Several years ago while I was in hospital for an extended period, my parents were initially coming to see me daily. At one point the doctors told them that I was where I needed to be and explained to them that while understanding their desire to be there to support me while I recovered and that having a loved one in hospital can be/is very traumatizing on the family members of the person hospitalized, that they (the family members) also needed to take care of themselves, both physically and mentally as well.
So, they stopped coming to see me every day, and came two or three times per week instead. It was better for them, and as it turned out, it was better for me as well on my road to recovery.
When my grandmother (my dad's mom) fell and broke her hip, she was hospitalized for an extended period until they could get her into a home. That took a while, but eventually they did get her into one. As happened when I was hospitalized, my parents were going to see her every day. Then, remembering the advice the doctors gave them when I was hospitalized and they began to feel burnt out, instead of both going every day, my mom would go one day, my dad the next and on weekends they'd both go and that's what they did for a couple of years until my 94 yr old grandmother, God rest her soul, passed away on Christmas Day 2015.

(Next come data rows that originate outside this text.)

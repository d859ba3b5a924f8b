//! Benchmarks for plan2docx transcoding and packing.
//!
//! Run with: cargo bench
//!
//! These benchmarks test throughput at various report sizes.

use criterion::{black_box, criterion_group, criterion_main, BenchmarkId, Criterion, Throughput};
use plan2docx::{BrandingConfig, ReportRequest};

/// Creates a synthetic analysis with the given number of sections.
fn create_test_markdown(section_count: usize) -> String {
    let mut markdown = String::from("# Rapport d'analyse\n\n");

    for i in 0..section_count {
        markdown.push_str(&format!(
            "## Section {i}\n\
             Le plan présente une **non-conformité** au niveau {i}.\n\
             - Cote **A{i}** vérifiée\n\
             - Cote B{i} à reprendre\n\
             \n\
             | Élément | Statut | Remarque |\n\
             |---|---|---|\n\
             | Mur {i} | OK | RAS |\n\
             | Dalle {i} | **KO** | Épaisseur insuffisante |\n\n"
        ));
    }

    markdown
}

/// Benchmark Markdown transcoding at various sizes.
fn bench_transcoding(c: &mut Criterion) {
    let mut group = c.benchmark_group("transcoding");

    for section_count in [10, 100, 500, 1000].iter() {
        let markdown = create_test_markdown(*section_count);

        group.throughput(Throughput::Bytes(markdown.len() as u64));
        group.bench_with_input(
            BenchmarkId::new("sections", section_count),
            &markdown,
            |b, markdown| {
                b.iter(|| plan2docx::transcode(black_box(markdown)));
            },
        );
    }

    group.finish();
}

/// Benchmark the full build, including DOCX packing.
fn bench_report_build(c: &mut Criterion) {
    let mut group = c.benchmark_group("report_build");
    let branding = BrandingConfig::default();

    for section_count in [10, 100, 500].iter() {
        let request = ReportRequest::new(create_test_markdown(*section_count))
            .with_context("Immeuble R+3")
            .with_prompt("Contrôle des cotes");

        group.bench_with_input(
            BenchmarkId::new("sections", section_count),
            &request,
            |b, request| {
                b.iter(|| plan2docx::build_report(black_box(request), &branding).unwrap());
            },
        );
    }

    group.finish();
}

criterion_group!(benches, bench_transcoding, bench_report_build);
criterion_main!(benches);
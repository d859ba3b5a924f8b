//! Thin event-writing wrapper over quick-xml.

use crate::error::Result;
use quick_xml::events::{BytesDecl, BytesEnd, BytesStart, BytesText, Event};
use quick_xml::Writer;
use std::borrow::Cow;

/// Streaming XML writer for one package part.
pub struct XmlSink {
    writer: Writer<Vec<u8>>,
}

impl XmlSink {
    /// Creates a writer and emits the XML declaration.
    pub fn new() -> Result<Self> {
        let mut writer = Writer::new(Vec::new());
        writer.write_event(Event::Decl(BytesDecl::new("1.0", Some("UTF-8"), Some("yes"))))?;
        Ok(Self { writer })
    }

    /// Writes a start tag.
    pub fn open(&mut self, name: &str, attrs: &[(&str, &str)]) -> Result<()> {
        self.writer.write_event(Event::Start(start_tag(name, attrs)))?;
        Ok(())
    }

    /// Writes a self-closing tag.
    pub fn empty(&mut self, name: &str, attrs: &[(&str, &str)]) -> Result<()> {
        self.writer.write_event(Event::Empty(start_tag(name, attrs)))?;
        Ok(())
    }

    /// Writes escaped character data.
    pub fn text(&mut self, text: &str) -> Result<()> {
        let text = xml_safe(text);
        self.writer.write_event(Event::Text(BytesText::new(&text)))?;
        Ok(())
    }

    /// Writes an end tag.
    pub fn close(&mut self, name: &str) -> Result<()> {
        self.writer.write_event(Event::End(BytesEnd::new(name)))?;
        Ok(())
    }

    /// Writes `<name attrs>text</name>`.
    pub fn text_element(&mut self, name: &str, attrs: &[(&str, &str)], text: &str) -> Result<()> {
        self.open(name, attrs)?;
        self.text(text)?;
        self.close(name)
    }

    /// Returns the serialized bytes.
    pub fn into_bytes(self) -> Vec<u8> {
        self.writer.into_inner()
    }
}

fn start_tag<'a>(name: &'a str, attrs: &[(&str, &str)]) -> BytesStart<'a> {
    let mut tag = BytesStart::new(name);
    for &(key, value) in attrs {
        tag.push_attribute((key, value));
    }
    tag
}

/// Removes characters XML 1.0 cannot carry (C0 controls other than tab,
/// newline and carriage return).
pub fn xml_safe(text: &str) -> Cow<'_, str> {
    let forbidden = |c: char| c < '\u{20}' && !matches!(c, '\t' | '\n' | '\r');
    if text.chars().any(forbidden) {
        Cow::Owned(text.chars().filter(|&c| !forbidden(c)).collect())
    } else {
        Cow::Borrowed(text)
    }
}

#[cfg(test)]
mod tests {
    use super::*;

    #[test]
    fn test_escapes_text_and_attributes() {
        let mut sink = XmlSink::new().unwrap();
        sink.open("w:t", &[("w:val", "a\"b")]).unwrap();
        sink.text("x < y & z").unwrap();
        sink.close("w:t").unwrap();
        let xml = String::from_utf8(sink.into_bytes()).unwrap();
        assert!(xml.starts_with("<?xml version=\"1.0\" encoding=\"UTF-8\" standalone=\"yes\"?>"));
        assert!(xml.contains("w:val=\"a&quot;b\""));
        assert!(xml.contains("x &lt; y &amp; z"));
    }

    #[test]
    fn test_xml_safe_strips_controls() {
        assert_eq!(xml_safe("a\u{0}b\u{1b}c\td"), "abc\td");
        assert!(matches!(xml_safe("plain"), Cow::Borrowed(_)));
    }
}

My wife's grandmother, God rest her soul, was eventually placed in a home as well in her late 90's. My MIL initially was going to see her every day. The doctors and staff at the home she was in told my MIL essentially the same thing my parents had been told, take care of yourself as well. So, instead of going to see her every day as she had been, she began to go every two or three days, but would call her every day and speak with her on the phone. She was 99 when she passed last year about a month before her 100th birthday. She initially wasn't all that happy she was going into the home, but once she got there and adapted, she was very happy.
Go get your boat
@scrimmy. She'll understand.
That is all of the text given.